“Blessed are those who mourn, for they shall be comforted.” Matthew 5:4
The Greek word for “mourn” in this verse is pentheo, which specifically refers to the strongest, most intensive kind of mourning. In the Septuagint, the Greek version of the Old Testament, this word is used to describe Jacob’s grief when he thought his beloved son Joseph was dead (Genesis 37:34).
Still, the question is, how can such mourning equate to blessedness? The typical commentator’s explanation is to make the mourning a mourning over one’s sins. The person who is under extreme conviction over his sinful condition, to the point of gut-wreching mourning over it, will find forgiveness and comfort in Christ.
Certainly this is a doctrinally sound thought, but I can’t help but wonder if we should be so quick to explain away the literalness of Christ’s words. Would His disciples really have understood the mourning to be mourning over one’s sins? I have to question that.

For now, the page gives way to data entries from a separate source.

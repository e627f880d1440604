use axum::http::StatusCode;
use axum::response::{IntoResponse, Response};
use serde::{Deserialize, Serialize};
use serde_json::{Value, json};

/// Stable, client-visible error codes.
#[derive(Debug, Clone, Copy, PartialEq, Eq, Hash, Serialize, Deserialize)]
#[serde(rename_all = "SCREAMING_SNAKE_CASE")]
pub enum ErrorCode {
    BadRequest,
    Unauthorized,
    Forbidden,
    NotFound,
    MethodNotAllowed,
    Conflict,
    UnprocessableEntity,
    RateLimited,
    ValidationError,
    AuthenticationError,
    AuthorizationError,
    InternalError,
    ServiceUnavailable,
}

impl ErrorCode {
    pub fn status(self) -> StatusCode {
        match self {
            Self::BadRequest | Self::ValidationError => StatusCode::BAD_REQUEST,
            Self::Unauthorized | Self::AuthenticationError => StatusCode::UNAUTHORIZED,
            Self::Forbidden | Self::AuthorizationError => StatusCode::FORBIDDEN,
            Self::NotFound => StatusCode::NOT_FOUND,
            Self::MethodNotAllowed => StatusCode::METHOD_NOT_ALLOWED,
            Self::Conflict => StatusCode::CONFLICT,
            Self::UnprocessableEntity => StatusCode::UNPROCESSABLE_ENTITY,
            Self::RateLimited => StatusCode::TOO_MANY_REQUESTS,
            Self::InternalError => StatusCode::INTERNAL_SERVER_ERROR,
            Self::ServiceUnavailable => StatusCode::SERVICE_UNAVAILABLE,
        }
    }

    pub fn as_str(self) -> &'static str {
        match self {
            Self::BadRequest => "BAD_REQUEST",
            Self::Unauthorized => "UNAUTHORIZED",
            Self::Forbidden => "FORBIDDEN",
            Self::NotFound => "NOT_FOUND",
            Self::MethodNotAllowed => "METHOD_NOT_ALLOWED",
            Self::Conflict => "CONFLICT",
            Self::UnprocessableEntity => "UNPROCESSABLE_ENTITY",
            Self::RateLimited => "RATE_LIMITED",
            Self::ValidationError => "VALIDATION_ERROR",
            Self::AuthenticationError => "AUTHENTICATION_ERROR",
            Self::AuthorizationError => "AUTHORIZATION_ERROR",
            Self::InternalError => "INTERNAL_ERROR",
            Self::ServiceUnavailable => "SERVICE_UNAVAILABLE",
        }
    }
}

/// A single violated validation rule.
#[derive(Debug, Clone, PartialEq, Eq, Serialize, Deserialize)]
pub struct FieldError {
    pub field: String,
    pub message: String,
}

impl FieldError {
    pub fn new(field: impl Into<String>, message: impl Into<String>) -> Self {
        Self {
            field: field.into(),
            message: message.into(),
        }
    }
}

/// Unified error type for every request-handling failure.
///
/// Only `public_message()` and `details()` ever reach the client. The
/// `Display` output may contain internal detail and is meant for logs.
#[derive(Debug, thiserror::Error)]
pub enum ApiError {
    #[error("bad request: {0}")]
    BadRequest(String),

    #[error("unauthorized: {0}")]
    Unauthorized(String),

    #[error("forbidden: {0}")]
    Forbidden(String),

    #[error("not found: {0}")]
    NotFound(String),

    #[error("method {method} not allowed")]
    MethodNotAllowed { method: String, allowed: Vec<String> },

    #[error("conflict: {0}")]
    Conflict(String),

    #[error("unprocessable entity: {0}")]
    UnprocessableEntity(String),

    #[error("rate limited, retry after {retry_after_secs}s")]
    RateLimited { retry_after_secs: u64 },

    #[error("validation failed with {} error(s)", .0.len())]
    Validation(Vec<FieldError>),

    #[error("authentication error: {0}")]
    Authentication(String),

    #[error("authorization error: {0}")]
    Authorization(String),

    #[error("internal error: {0}")]
    Internal(String),

    #[error("service unavailable: {0}")]
    ServiceUnavailable(String),
}

impl ApiError {
    pub fn code(&self) -> ErrorCode {
        match self {
            Self::BadRequest(_) => ErrorCode::BadRequest,
            Self::Unauthorized(_) => ErrorCode::Unauthorized,
            Self::Forbidden(_) => ErrorCode::Forbidden,
            Self::NotFound(_) => ErrorCode::NotFound,
            Self::MethodNotAllowed { .. } => ErrorCode::MethodNotAllowed,
            Self::Conflict(_) => ErrorCode::Conflict,
            Self::UnprocessableEntity(_) => ErrorCode::UnprocessableEntity,
            Self::RateLimited { .. } => ErrorCode::RateLimited,
            Self::Validation(_) => ErrorCode::ValidationError,
            Self::Authentication(_) => ErrorCode::AuthenticationError,
            Self::Authorization(_) => ErrorCode::AuthorizationError,
            Self::Internal(_) => ErrorCode::InternalError,
            Self::ServiceUnavailable(_) => ErrorCode::ServiceUnavailable,
        }
    }

    pub fn status_code(&self) -> StatusCode {
        self.code().status()
    }

    /// Message safe to show to a client. Internal failures never echo their cause.
    pub fn public_message(&self) -> String {
        match self {
            Self::BadRequest(m)
            | Self::Unauthorized(m)
            | Self::Forbidden(m)
            | Self::NotFound(m)
            | Self::Conflict(m)
            | Self::UnprocessableEntity(m)
            | Self::Authentication(m)
            | Self::Authorization(m) => m.clone(),
            Self::MethodNotAllowed { method, .. } => format!("Method {method} not allowed"),
            Self::RateLimited { .. } => "Too many requests, please try again later".to_string(),
            Self::Validation(_) => "Request validation failed".to_string(),
            Self::Internal(_) => "An unexpected error occurred".to_string(),
            Self::ServiceUnavailable(_) => "Service temporarily unavailable".to_string(),
        }
    }

    pub fn details(&self) -> Option<Value> {
        match self {
            Self::MethodNotAllowed { allowed, .. } => Some(json!({ "allowed": allowed })),
            Self::RateLimited { retry_after_secs } => {
                Some(json!({ "retryAfter": retry_after_secs }))
            }
            Self::Validation(errors) => Some(json!({ "errors": errors })),
            _ => None,
        }
    }

    /// Whether the error is an infrastructure failure that must be logged in full.
    pub fn is_server_error(&self) -> bool {
        self.status_code().is_server_error()
    }

    pub fn body(&self, request_id: Option<&str>) -> ErrorBody {
        ErrorBody {
            code: self.code(),
            message: self.public_message(),
            details: self.details(),
            request_id: request_id.map(str::to_string),
            timestamp: chrono::Utc::now().to_rfc3339(),
        }
    }
}

/// Serialized `error` object of the error envelope.
#[derive(Debug, Clone, Serialize, Deserialize)]
#[serde(rename_all = "camelCase")]
pub struct ErrorBody {
    pub code: ErrorCode,
    pub message: String,
    #[serde(skip_serializing_if = "Option::is_none")]
    pub details: Option<Value>,
    #[serde(skip_serializing_if = "Option::is_none")]
    pub request_id: Option<String>,
    pub timestamp: String,
}

impl IntoResponse for ApiError {
    fn into_response(self) -> Response {
        if self.is_server_error() {
            tracing::error!(error = %self, "Request failed");
        }
        let body = json!({
            "success": false,
            "error": self.body(None),
        });
        (
            self.status_code(),
            [("content-type", "application/json")],
            body.to_string(),
        )
            .into_response()
    }
}

/// Failure of a backing store (rate-limit counters, job queue, profiles).
#[derive(Debug, Clone, thiserror::Error)]
pub enum StoreError {
    #[error("store unavailable: {0}")]
    Unavailable(String),

    #[error("record not found: {0}")]
    NotFound(String),

    #[error("store conflict: {0}")]
    Conflict(String),
}

impl From<StoreError> for ApiError {
    fn from(e: StoreError) -> Self {
        match e {
            StoreError::NotFound(what) => Self::NotFound(format!("{what} not found")),
            StoreError::Conflict(_) | StoreError::Unavailable(_) => Self::Internal(e.to_string()),
        }
    }
}

impl From<anyhow::Error> for ApiError {
    fn from(e: anyhow::Error) -> Self {
        Self::Internal(format!("{e:#}"))
    }
}

impl From<serde_json::Error> for ApiError {
    fn from(e: serde_json::Error) -> Self {
        Self::Internal(format!("JSON error: {e}"))
    }
}

#[cfg(test)]
mod tests {
    use super::*;

    #[test]
    fn test_status_mapping_is_total() {
        let cases = [
            (ErrorCode::BadRequest, 400),
            (ErrorCode::Unauthorized, 401),
            (ErrorCode::Forbidden, 403),
            (ErrorCode::NotFound, 404),
            (ErrorCode::MethodNotAllowed, 405),
            (ErrorCode::Conflict, 409),
            (ErrorCode::UnprocessableEntity, 422),
            (ErrorCode::RateLimited, 429),
            (ErrorCode::ValidationError, 400),
            (ErrorCode::AuthenticationError, 401),
            (ErrorCode::AuthorizationError, 403),
            (ErrorCode::InternalError, 500),
            (ErrorCode::ServiceUnavailable, 503),
        ];
        for (code, status) in cases {
            assert_eq!(code.status().as_u16(), status, "{code:?}");
        }
    }

    #[test]
    fn test_code_serializes_screaming_snake() {
        let v = serde_json::to_value(ErrorCode::MethodNotAllowed).unwrap();
        assert_eq!(v, "METHOD_NOT_ALLOWED");
        assert_eq!(ErrorCode::RateLimited.as_str(), "RATE_LIMITED");
    }

    #[test]
    fn test_internal_detail_never_public() {
        let err = ApiError::Internal("db password=hunter2 refused".into());
        assert!(!err.public_message().contains("hunter2"));
        let body = serde_json::to_string(&err.body(Some("req-1"))).unwrap();
        assert!(!body.contains("hunter2"));
        assert!(body.contains("req-1"));
    }

    #[test]
    fn test_validation_details_aggregate() {
        let err = ApiError::Validation(vec![
            FieldError::new("name", "is required"),
            FieldError::new("age", "must be an integer"),
        ]);
        let details = err.details().unwrap();
        assert_eq!(details["errors"].as_array().unwrap().len(), 2);
        assert_eq!(details["errors"][0]["field"], "name");
    }

    #[test]
    fn test_method_not_allowed_lists_allowed() {
        let err = ApiError::MethodNotAllowed {
            method: "DELETE".into(),
            allowed: vec!["GET".into(), "POST".into()],
        };
        assert_eq!(err.status_code(), StatusCode::METHOD_NOT_ALLOWED);
        assert_eq!(err.details().unwrap()["allowed"][1], "POST");
    }

    #[test]
    fn test_store_not_found_maps_to_404() {
        let err: ApiError = StoreError::NotFound("job".into()).into();
        assert_eq!(err.code(), ErrorCode::NotFound);
        let err: ApiError = StoreError::Unavailable("timeout".into()).into();
        assert_eq!(err.code(), ErrorCode::InternalError);
    }
}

I lean toward thinking that Jesus was emphasizing that He was the answer for death. Mourning has always walked hand in hand with death. Perhaps then Jesus was saying, “There’s now One on the scene who can provide the greatest comfort to those who have lost loved ones.”
In the Luke version of the sermon, Jesus says nothing about those who mourn. Instead, He says, “Blessed are you who weep now, for you shall laugh” (Luke 6:21). But just as mourning walks hand in hand with death, weeping walks hand in hand with mourning. Therefore, it isn’t hard to link “Blessed are those who mourn” and “Blessed are you who weep now” together. The fact that Jesus got more individually specific in the Luke version by using the word “you” seems to be a case of tailoring a sermon to fit an audience.
In Revelation 1:18, Jesus says, “I am He who lives, and was dead, and behold, I am alive forevermore. Amen. And I have the keys of Hades and Death.” Since Hades was the general realm of the dead, Jesus was pointing out that He has complete charge over the afterlife. If a person knew Him as Savior in life, that relationship would continue in death. As Paul wrote to the Christians of Corinth, “For we know that if our earthly house, this tent (body), is destroyed, we have a building from God, a house not made with hands, eternal in the heavens…So we are always confident, knowing that while we are at home in the body we are absent from the Lord…We are confident, yes, well pleased rather to be absent from the body and to be present with the Lord” (2 Corinthians 5:1,6,8).
Speaking for myself, it brings me indescribable comfort to know that the souls of my loved ones who died in Christ went to heaven to be with Him. For them, death was a promotion and a call home. Rather than mourn a Christian’s passing, we should celebrate it. After all, as Paul said in another passage, “To live is Christ, and to die is gain. But if I live on in the flesh, this will mean fruit from my labor; yet what I shall choose I cannot tell. For I am hard-pressed between the two, having a desire to depart and be with Christ, which is far better” (Philippians 1:21,23).
I’ve preached more funerals than I can remember, and in each one I tried to bring some comfort to the family. I have to say, though, that the greatest comfort I ever gave anybody came from assuring them that the soul of their Christian loved one was with the Lord in heaven. Such funerals preach themselves. And it is because of these experiences that I can say with certainty that Jesus really does provide comfort for the blessed (the saved) who mourn the deaths of their fellow brothers and sisters in Christ.